HIStalk traffic always spikes during the HIMSS conference, this year peaking at nearly 12,000 page views and 8,400 unique visits on Wednesday, March 7. That’s not quite a record – July 30, 2015 (DoD announcement day) saw 17,000 views on 12,000 visits, sporadically making my overloaded server (since upgraded) unavailable for some of that afternoon.

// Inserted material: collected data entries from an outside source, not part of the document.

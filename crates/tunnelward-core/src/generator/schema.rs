// ── Structural profile schema ──
//
// The consuming subsystem validates documents structurally. These checks
// mirror that: a base schema for the root, then a sub-schema keyed by the
// native protocol. Unknown elements are warnings; anything the consumer
// would reject is a failure.

use crate::document::Element;
use crate::model::NativeProtocol;
use crate::model::profile::ROOT;

use super::{GenerationIssue, Severity};

/// Top-level elements in canonical order.
pub const TOP_LEVEL_ORDER: &[&str] = &[
    "AlwaysOn",
    "RememberCredentials",
    "DnsSuffix",
    "TrustedNetworkDetection",
    "DisableAdvancedOptionsEditButton",
    "DisableDisconnectButton",
    "DeviceTunnel",
    "RegisterDNS",
    "Proxy",
    "DeviceCompliance",
    "DomainNameInformation",
    "TrafficFilter",
    "NativeProfile",
    "Route",
];

/// `NativeProfile` children in canonical order.
pub const NATIVE_ORDER: &[&str] = &[
    "Servers",
    "RoutingPolicyType",
    "NativeProtocolType",
    "CryptographySuite",
    "Authentication",
    "DisableClassBasedDefaultRoute",
];

const REPEATABLE: &[&str] = &["DomainNameInformation", "TrafficFilter", "Route"];

const BOOLEANS: &[&str] = &[
    "AlwaysOn",
    "RememberCredentials",
    "DisableAdvancedOptionsEditButton",
    "DisableDisconnectButton",
    "DeviceTunnel",
    "RegisterDNS",
];

fn position(order: &[&str], name: &str) -> Option<usize> {
    order.iter().position(|n| n.eq_ignore_ascii_case(name))
}

#[derive(Default)]
struct Report {
    issues: Vec<GenerationIssue>,
}

impl Report {
    fn fail(&mut self, message: String) {
        self.issues.push(GenerationIssue::failure(message));
    }

    fn warn(&mut self, message: String) {
        self.issues.push(GenerationIssue::warning(message));
    }

    /// Children of `parent` must appear in `order`, never going backwards.
    fn ordered(&mut self, parent: &Element, order: &[&str], repeatable: &[&str]) {
        let mut last = 0;
        let mut seen = vec![0_usize; order.len()];
        for child in &parent.children {
            let Some(pos) = position(order, &child.name) else {
                self.warn(format!(
                    "{}: unknown element <{}> ignored",
                    parent.name, child.name
                ));
                continue;
            };
            if pos < last {
                self.fail(format!(
                    "{}: <{}> must come before <{}>",
                    parent.name, child.name, order[last]
                ));
            }
            last = last.max(pos);
            seen[pos] += 1;
            if seen[pos] == 2 && !repeatable.contains(&order[pos]) {
                self.fail(format!(
                    "{}: <{}> may appear only once",
                    parent.name, child.name
                ));
            }
        }
    }

    fn boolean(&mut self, parent: &Element, name: &str) {
        if let Some(el) = parent.child(name) {
            let text = el.text.trim();
            if text != "true" && text != "false" {
                self.fail(format!("<{name}> must be true or false, got '{text}'"));
            }
        }
    }
}

/// Validate a parsed document. Issues carry their own severity.
pub fn validate(root: &Element) -> Vec<GenerationIssue> {
    let mut report = Report::default();
    if !root.name.eq_ignore_ascii_case(ROOT) {
        report.fail(format!("root element must be <{ROOT}>, got <{}>", root.name));
        return report.issues;
    }

    report.ordered(root, TOP_LEVEL_ORDER, REPEATABLE);
    for name in BOOLEANS {
        report.boolean(root, name);
    }

    for route in root.children_named("Route") {
        if route.child_text("Address").is_none() || route.child_text("PrefixSize").is_none() {
            report.fail("<Route> requires <Address> and <PrefixSize>".to_owned());
        }
    }
    for dni in root.children_named("DomainNameInformation") {
        if dni.child_text("DomainName").is_none() {
            report.fail("<DomainNameInformation> requires <DomainName>".to_owned());
        }
    }
    if let Some(proxy) = root.child("Proxy") {
        if proxy.child("AutoConfigUrl").is_none() && proxy.child("Manual").is_none() {
            report.fail("<Proxy> requires <AutoConfigUrl> or <Manual>".to_owned());
        }
    }

    // Repeats are reported by `ordered`.
    match root.child("NativeProfile") {
        Some(native) => native_profile(&mut report, native),
        None => report.fail("<NativeProfile> is required".to_owned()),
    }
    report.issues
}

fn native_profile(report: &mut Report, native: &Element) {
    report.ordered(native, NATIVE_ORDER, &[]);
    if native.child_text("Servers").is_none() {
        report.fail("<NativeProfile> requires non-empty <Servers>".to_owned());
    }
    if let Some(policy) = native.child_text("RoutingPolicyType") {
        if policy.parse::<crate::model::RoutingPolicy>().is_err() {
            report.fail(format!("unknown RoutingPolicyType '{policy}'"));
        }
    }
    report.boolean(native, "DisableClassBasedDefaultRoute");

    let protocol = match native.child_text("NativeProtocolType") {
        Some(text) => match text.parse::<NativeProtocol>() {
            Ok(p) => p,
            Err(_) => {
                report.fail(format!("unknown NativeProtocolType '{text}'"));
                return;
            }
        },
        None => NativeProtocol::default(),
    };

    if let Some(auth) = native.child("Authentication") {
        authentication(report, auth);
    }

    // ── Protocol sub-schemas ──
    match protocol {
        NativeProtocol::Ikev2 => {
            if native.child("Authentication").is_none() {
                report.fail("IKEv2 profiles require <Authentication>".to_owned());
            }
        }
        NativeProtocol::Sstp => {
            if native.child("CryptographySuite").is_some() {
                report.fail("SSTP profiles cannot carry <CryptographySuite>".to_owned());
            }
        }
        NativeProtocol::Pptp
        | NativeProtocol::L2tp
        | NativeProtocol::Automatic
        | NativeProtocol::ProtocolList => {}
    }
}

fn authentication(report: &mut Report, auth: &Element) {
    let user = auth.child_text("UserMethod");
    let machine = auth.child_text("MachineMethod");
    match (user, machine) {
        (None, None) => {
            report.fail("<Authentication> requires <UserMethod> or <MachineMethod>".to_owned());
        }
        (Some(_), Some(_)) => {
            report.fail("<Authentication> cannot carry both user and machine methods".to_owned());
        }
        (Some(method), None) => {
            let configured = auth
                .child("Eap")
                .and_then(|eap| eap.child("Configuration"))
                .is_some_and(|c| !c.children.is_empty());
            if method.eq_ignore_ascii_case("Eap") && !configured {
                report.fail("<UserMethod>Eap requires <Eap><Configuration>".to_owned());
            }
        }
        (None, Some(_)) => {}
    }
}

/// Split issues into `(warnings, failures)`.
pub fn bucket(issues: Vec<GenerationIssue>) -> (Vec<GenerationIssue>, Vec<GenerationIssue>) {
    issues
        .into_iter()
        .partition(|i| i.severity == Severity::Warning)
}
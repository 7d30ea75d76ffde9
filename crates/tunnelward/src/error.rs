//! CLI error types with miette diagnostics.
//!
//! Maps `CoreError` and `ConfigError` into user-facing errors with
//! actionable help text.

use miette::Diagnostic;
use thiserror::Error;

use tunnelward_config::ConfigError;
use tunnelward_core::CoreError;

/// Process exit codes.
pub mod exit_code {
    pub const GENERAL: i32 = 1;
    pub const USAGE: i32 = 2;
    pub const VALIDATION: i32 = 3;
    pub const NOT_FOUND: i32 = 4;
    pub const CONFIG: i32 = 5;
    pub const BUSY: i32 = 6;
    pub const HOST: i32 = 7;
}

#[derive(Debug, Error, Diagnostic)]
pub enum CliError {
    // ── Configuration ────────────────────────────────────────────────
    #[error("No profiles configured")]
    #[diagnostic(
        code(tunnelward::no_profiles),
        help(
            "Add a [profiles.user] or [profiles.machine] table to the config file.\n\
             Expected at: {path}"
        )
    )]
    NoProfiles { path: String },

    #[error("No [profiles.{class}] table configured")]
    #[diagnostic(
        code(tunnelward::profile_not_configured),
        help("Add a [profiles.{class}] table to {path}")
    )]
    ProfileNotConfigured { class: String, path: String },

    #[error("Invalid configuration: {message}")]
    #[diagnostic(
        code(tunnelward::config),
        help(
            "Check the config file and any TUNNELWARD_* environment variables.\n\
             Run: tunnelward config path"
        )
    )]
    Config { message: String },

    // ── Generation ───────────────────────────────────────────────────
    #[error("{count} profile(s) failed validation: {profiles}")]
    #[diagnostic(
        code(tunnelward::validation),
        help("Run: tunnelward validate to list every issue")
    )]
    GenerationFailed { count: usize, profiles: String },

    #[error("'{path}' is not a valid profile document: {message}")]
    #[diagnostic(code(tunnelward::invalid_document))]
    InvalidDocument { path: String, message: String },

    // ── Reconciliation ───────────────────────────────────────────────
    #[error("{resource} '{name}' not found")]
    #[diagnostic(code(tunnelward::not_found))]
    NotFound { resource: String, name: String },

    #[error("'{name}' is busy: {message}")]
    #[diagnostic(
        code(tunnelward::busy),
        help("The profile is in use. Disconnect it or retry later.")
    )]
    Busy { name: String, message: String },

    #[error("Host call failed: {message}")]
    #[diagnostic(code(tunnelward::host))]
    Host { message: String },

    #[error("{count} update(s) failed during reconcile")]
    #[diagnostic(
        code(tunnelward::reconcile_failed),
        help("Failed updates stay queued; rerun with -v for per-profile details.")
    )]
    ReconcileFailed { count: usize },

    #[error("Operation cancelled")]
    #[diagnostic(code(tunnelward::cancelled))]
    Cancelled,

    // ── Validation ───────────────────────────────────────────────────
    #[error("Invalid value for {field}: {reason}")]
    #[diagnostic(code(tunnelward::usage))]
    Validation { field: String, reason: String },

    // ── IO / Serialization ────────────────────────────────────────────
    #[error(transparent)]
    Io(#[from] std::io::Error),

    #[error("Invalid JSON: {0}")]
    #[diagnostic(code(tunnelward::json), help("Check the JSON file contents and try again."))]
    Json(#[from] serde_json::Error),

    #[error("YAML output failed: {0}")]
    #[diagnostic(code(tunnelward::yaml))]
    Yaml(#[from] serde_yaml::Error),

    #[error("TOML output failed: {0}")]
    #[diagnostic(code(tunnelward::toml))]
    Toml(#[from] toml::ser::Error),
}

impl CliError {
    /// Map this error to an exit code for process termination.
    pub fn exit_code(&self) -> i32 {
        match self {
            Self::NoProfiles { .. } | Self::Config { .. } => exit_code::CONFIG,
            Self::ProfileNotConfigured { .. } | Self::NotFound { .. } => exit_code::NOT_FOUND,
            Self::GenerationFailed { .. } | Self::InvalidDocument { .. } => exit_code::VALIDATION,
            Self::Busy { .. } => exit_code::BUSY,
            Self::Host { .. } => exit_code::HOST,
            Self::Validation { .. } => exit_code::USAGE,
            _ => exit_code::GENERAL,
        }
    }
}

// ── CoreError → CliError mapping ─────────────────────────────────────

impl From<CoreError> for CliError {
    fn from(err: CoreError) -> Self {
        match err {
            CoreError::ValidationFailed { profile, message } => CliError::GenerationFailed {
                count: 1,
                profiles: format!("{profile} ({message})"),
            },

            CoreError::Busy { name, message } => CliError::Busy { name, message },

            CoreError::NotFound { resource, name } => CliError::NotFound { resource, name },

            CoreError::Host { message } => CliError::Host { message },

            CoreError::VerificationMismatch { profile, fields } => CliError::Host {
                message: format!("'{profile}' does not match after create: {fields}"),
            },

            CoreError::Cancelled => CliError::Cancelled,

            CoreError::Config { message } => CliError::Config { message },
        }
    }
}

impl From<ConfigError> for CliError {
    fn from(err: ConfigError) -> Self {
        CliError::Config {
            message: err.to_string(),
        }
    }
}

impl From<tunnelward_api::Error> for CliError {
    fn from(err: tunnelward_api::Error) -> Self {
        CoreError::from(err).into()
    }
}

I didn’t get many responses to my question about the best and worst parts of the HIMSS conference, so I’ll just list them here:

  • Best: the companies that exhibit are reaching out in more meaningful ways, with panel discussions, lunch and learning events. The worst: getting hit in the head or back by the ubiquitous overloaded backpacks. The carriers don’t seem to be aware that they have heavy luggage on their back.
  • It’s always fun seeing old friends, but my favorite part of this year was having a virtual HealthTap doc stroll up to me while I was Facetiming my kids. We had a nice conversation with the doctor, who was very friendly, and although my kids are still confused about it, we’ve had some fun conversations around the type of work I’m in. Way to stick out, HealthTap!
  • Best: networking opportunities and having a large number of products and vendors all in one place. Worst: not seeing any major new items or topics. I finished the conference thinking either I have reached some type of plateau in my knowledge and exposure to the industry and/or that the industry in general has plateaued. Considering focusing my time outside of HIMSS in the coming years.
  • Was very disappointed in the Women in HIT networking event. I was really looking forward to it and encouraged many women to pay the $45 each to go. But I can’t figure out what the money paid for. Very crowded, cold, and barely food — had to pay for dinner afterward. I truly hope there was money left over for a nice donation somewhere. A speaker or sit-down event where you can hear people talk to each other would have been nice.
  • The smoke was the worst. I enjoyed meeting folks and learning about their different technologies. As a fellow vendor, I think the other vendors were more engaging and just happy to chat. Seems attendees are truly afraid to make eye contact and get roped into conversation. I approached it truly wanting to learn about others’ ideas, needs, and experiences. Wish I had learned more from attendees.
  • Worst part: Las Vegas. Disgusting place. Why have a healthcare conference in one of the unhealthiest cities in the US?
  • While my sentiment likely won’t be popular, I was pleased to see the rise of non-native healthcare companies at the conference. High time for outside influence in what might otherwise be a generally stagnant field. The worst was hearing the perspective of first-time attendees who were disappointed to discover the lack of a patient presence. If anyone out there is ready to host a conference dedicated to patient panels, I’m all in!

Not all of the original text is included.